The most frequent diagnosis in this patient population was chronic sialadenitis, which was present in 28 salivary glands (20 parotid glands and eight submandibular glands). Fig 2 demonstrates an example of chronic sialadenitis depicted on the digital subtraction sialograms as compared with the MR sialogram in the same patient. Twenty-four glands (17 parotid glands and seven submandibular glands) showed clinical signs of acute sialadenitis; these patients underwent antibiotic therapy and had an uneventful course thereafter. No abnormal findings were noted at follow-up US examination, and our MR and digital subtraction sialographic studies were unremarkable (Fig 3). Eleven glands (four parotid and seven submandibular) were finally found to have sialolithiasis (Fig 4). In seven patients with nonspecific pain and/or swelling of a salivary gland and without abnormal changes at MR sialography and digital subtraction sialography, the clinical follow-up after sialography showed no abnormal findings. In these patients, no therapy was undertaken. High-grade stenoses of the Stensen duct were diagnosed in three patients. All these strictures were treated with transluminal dilation. In eight further investigated glands, the final diagnosis was not attributable to the salivary duct system, but revealed parenchymal cystic lesions (n = 2), hyperplasia of the masseter muscle (n = 2), sarcoidosis (n = 2), lymphadenitis (n = 1), and cystadenolymphoma (n = 1).

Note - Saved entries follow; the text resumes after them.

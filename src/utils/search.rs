/// Builds a `LIKE`/`ILIKE` pattern that matches `term` as a literal substring.
///
/// `%`, `_` and `\` in user input are escaped so a search for `50%` does not
/// turn into a wildcard. Returns `None` for blank input.
pub fn contains_pattern(term: &str) -> Option<String> {
    let trimmed = term.trim();
    if trimmed.is_empty() {
        return None;
    }

    let mut pattern = String::with_capacity(trimmed.len() + 2);
    pattern.push('%');
    for c in trimmed.chars() {
        if matches!(c, '%' | '_' | '\\') {
            pattern.push('\\');
        }
        pattern.push(c);
    }
    pattern.push('%');
    Some(pattern)
}

#[cfg(test)]
mod tests {
    use super::*;

    #[test]
    fn test_blank_terms_yield_no_pattern() {
        assert_eq!(contains_pattern(""), None);
        assert_eq!(contains_pattern("   "), None);
    }

    #[test]
    fn test_plain_term_is_wrapped() {
        assert_eq!(contains_pattern(" Rust Meetup ").as_deref(), Some("%Rust Meetup%"));
    }

    #[test]
    fn test_wildcards_are_escaped() {
        assert_eq!(contains_pattern("50%_off").as_deref(), Some("%50\\%\\_off%"));
        assert_eq!(contains_pattern("a\\b").as_deref(), Some("%a\\\\b%"));
    }
}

For the three most frequent diagnoses (chronic sialadenitis, post acute sialadenitis, and sialolithiasis) sensitivity, specificity, and positive and negative predictive values for MR sialography and digital subtraction sialography are tabulated in Table 1.

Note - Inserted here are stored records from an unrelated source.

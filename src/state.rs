use std::sync::Arc;

use sqlx::postgres::PgPoolOptions;
use sqlx::PgPool;
use uuid::Uuid;

use crate::auth::JwtService;
use crate::config::Config;
use crate::models::{Notification, NotificationType};
use crate::realtime::{Hub, Push};
use crate::repos::NotificationRepo;
use crate::uploads::UploadStore;
use crate::utils::AppError;

#[derive(Clone)]
pub struct AppState {
    pub db: PgPool,
    config: Arc<Config>,
    jwt_service: JwtService,
    hub: Hub,
    uploads: UploadStore,
}

impl AppState {
    pub fn new(db: PgPool, config: Config) -> Self {
        let jwt_service = JwtService::new(&config);
        let uploads = UploadStore::new(config.upload_dir.clone());

        Self {
            db,
            config: Arc::new(config),
            jwt_service,
            hub: Hub::default(),
            uploads,
        }
    }

    /// State over a pool that only connects on first use.
    pub fn lazy(config: Config) -> Result<Self, sqlx::Error> {
        let pool = PgPoolOptions::new()
            .max_connections(config.db_max_connections)
            .connect_lazy(&config.database_url)?;
        Ok(Self::new(pool, config))
    }

    pub fn config(&self) -> &Config {
        &self.config
    }

    pub fn jwt_service(&self) -> &JwtService {
        &self.jwt_service
    }

    pub fn hub(&self) -> &Hub {
        &self.hub
    }

    pub fn uploads(&self) -> &UploadStore {
        &self.uploads
    }

    /// Stores a notification and pushes it to the user's open streams.
    pub async fn notify(
        &self,
        user_id: Uuid,
        kind: NotificationType,
        content: &str,
    ) -> Result<Notification, AppError> {
        let notification = NotificationRepo::new(self.db.clone())
            .create(user_id, kind, content)
            .await?;
        self.hub
            .publish(user_id, Push::Notification(notification.clone()));
        Ok(notification)
    }

    /// Fan-out variant of [`AppState::notify`]; one insert for all recipients.
    pub async fn notify_many(
        &self,
        user_ids: &[Uuid],
        kind: NotificationType,
        content: &str,
    ) -> Result<usize, AppError> {
        if user_ids.is_empty() {
            return Ok(0);
        }

        let notifications = NotificationRepo::new(self.db.clone())
            .create_many(user_ids, kind, content)
            .await?;
        let count = notifications.len();
        for notification in notifications {
            self.hub
                .publish(notification.user_id, Push::Notification(notification));
        }
        Ok(count)
    }
}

Sensitivity and specificity of MR sialography for diagnosing chronic sialadenitis were 70% and 98%, respectively. Eight false-negative results were noted owing to lower spatial resolution of MR sialography as opposed to that of digital subtraction sialography. Subtle changes in secondary and tertiary branching ducts were not depicted on MR sialograms, but were visible on the digital subtraction sialograms. Sensitivity and specificity of digital subtraction sialography for the diagnosis of chronic sialadenitis were 96% and 100% (no false-negative results). Positive and negative predictive values were 95% and 86%, respectively, for MR sialography, but 100% and 98% for digital subtraction sialography. However, one has to take into account that four of 80 MR examinations failed and 11 of 80 digital subtraction examinations failed.
Patients with acute sialadenitis underwent imaging after all clinical signs of acute inflammation had completely disappeared. MR and digital subtraction sialography uniformly showed a normal ductal system in all glands. Therefore, calculated sensitivity and specificity were each 100% for both imaging modalities.
Sensitivity and specificity of MR sialography for detection of sialolithiasis were 80% and 98%, whereas digital subtraction sialography achieved 90% and 98%, respectively. Positive and negative predictive values were 89% and 97% for MR sialography, but 90% and 98% for digital subtraction sialography. In two cases, MR sialography showed false-negative results due to small nonobstructing sialiths. In one patient, chronic sialadenitis in a parotid gland was misdiagnosed with both modalities. However, surgical removal of the gland revealed a proximal duct stone in the main parotid duct.
In a second approach, we calculated sensitivity, specificity, and positive and negative predictive values for the three most frequent diagnoses according to the investigated gland (parotid vs submandibular gland). The results are summarized in Table 2.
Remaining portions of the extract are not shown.